Formations of poly(N-vinyl-2-pyrrolidone)(PVP)-metal ion (Pt, Rh or Pt/Rh(1/1)) complexes in H2O/C2H5OH (“polymer–metal ion complexes”) before alcohol-reduction and PVP–Pt, Rh, or Pt/Rh(1/1) metal cluster (“polymer–metal cluster”) after alcohol-reduction were studied by small-angle x-ray scattering (SAXS). SAXS intensity of the solution containing polymer–metal ion complexes is higher than that of the reference polymer solution without metal ions, suggesting that concentration fluctuations of polymer segments are enhanced due to the formation of polymer–metal ion complexes.
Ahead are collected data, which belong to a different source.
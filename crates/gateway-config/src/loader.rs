//! Layered configuration loading.

use crate::config::{ConfigError, GatewayConfig};
use secrecy::SecretString;
use std::path::{Path, PathBuf};
use std::str::FromStr;
use tracing::{debug, info};

/// Builder-style configuration loader
#[derive(Debug, Default)]
pub struct ConfigLoader {
    file: Option<PathBuf>,
    skip_env: bool,
}

impl ConfigLoader {
    /// Create a loader with no file and environment overrides enabled
    #[must_use]
    pub fn new() -> Self {
        Self::default()
    }

    /// Read this YAML or TOML file
    #[must_use]
    pub fn with_file(mut self, path: impl Into<PathBuf>) -> Self {
        self.file = Some(path.into());
        self
    }

    /// Ignore `GATEWAY_*` environment variables
    #[must_use]
    pub fn without_env(mut self) -> Self {
        self.skip_env = true;
        self
    }

    /// Load, merge, and validate
    ///
    /// # Errors
    /// Returns error if the file cannot be read or parsed, an environment
    /// override is malformed, or the merged config is invalid
    pub async fn load(self) -> Result<GatewayConfig, ConfigError> {
        let mut config = match &self.file {
            Some(path) => read_file(path).await?,
            None => GatewayConfig::default(),
        };

        if !self.skip_env {
            apply_env(&mut config, |var| std::env::var(var).ok())?;
        }

        config.validate()?;
        Ok(config)
    }
}

async fn read_file(path: &Path) -> Result<GatewayConfig, ConfigError> {
    let display = path.display().to_string();
    let contents = tokio::fs::read_to_string(path)
        .await
        .map_err(|source| ConfigError::Io {
            path: display.clone(),
            source,
        })?;

    let extension = path
        .extension()
        .and_then(|e| e.to_str())
        .unwrap_or_default()
        .to_ascii_lowercase();

    let config = match extension.as_str() {
        "yaml" | "yml" => {
            serde_yaml::from_str(&contents).map_err(|e| ConfigError::Parse {
                path: display.clone(),
                message: e.to_string(),
            })?
        }
        "toml" => toml::from_str(&contents).map_err(|e| ConfigError::Parse {
            path: display.clone(),
            message: e.to_string(),
        })?,
        other => return Err(ConfigError::UnsupportedFormat(other.to_string())),
    };

    let loaded_path = &display;
    info!(path = %loaded_path, "Loaded configuration file");
    Ok(config)
}

/// Apply `GATEWAY_*` overrides using `lookup` to read variables
pub(crate) fn apply_env<F>(config: &mut GatewayConfig, lookup: F) -> Result<(), ConfigError>
where
    F: Fn(&str) -> Option<String>,
{
    if let Some(host) = lookup("GATEWAY_HOST") {
        config.server.host = host;
    }
    if let Some(port) = lookup("GATEWAY_PORT") {
        config.server.port = parse_env("GATEWAY_PORT", &port)?;
    }
    if let Some(url) = lookup("GATEWAY_BROKER_URL") {
        config.broker.url = url;
    }
    if let Some(token) = lookup("GATEWAY_BROKER_TOKEN") {
        config.broker.api_token = Some(SecretString::new(token));
    }
    if let Some(provider) = lookup("GATEWAY_PROVIDER") {
        config.broker.provider = Some(provider);
    }
    if let Some(retries) = lookup("GATEWAY_MAX_RETRIES") {
        config.completion.max_retries = parse_env("GATEWAY_MAX_RETRIES", &retries)?;
    }
    if let Some(level) = lookup("GATEWAY_LOG_LEVEL") {
        config.logging.level = level;
    }
    if let Some(json) = lookup("GATEWAY_LOG_JSON") {
        config.logging.json = parse_env("GATEWAY_LOG_JSON", &json)?;
    }

    debug!("Applied environment overrides");
    Ok(())
}

fn parse_env<T>(var: &str, value: &str) -> Result<T, ConfigError>
where
    T: FromStr,
    T::Err: std::fmt::Display,
{
    value.trim().parse().map_err(|e: T::Err| ConfigError::Env {
        var: var.to_string(),
        message: e.to_string(),
    })
}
Spatial distributions of metal clusters in colloidal dispersions are different from each other among the cases of Pt, Rh, and Pt/Rh(1/1) colloidal dispersions. The superstructure (greater than 10.0 nm in diameter), whose average sizes highly depend on the metal element employed, are formed. These superstructures are composed of several fundamental clusters with a diameter of ∼2.0–4.0 nm. Colloidal dispersions of Rh form a percolation network of clusters with an average period of ∼6.0 nm inside the higher-order organization of its superstructure. Experimental results concerning the physical aging show the high stability of colloidal dispersions of metal clusters protected by water-soluble PVP.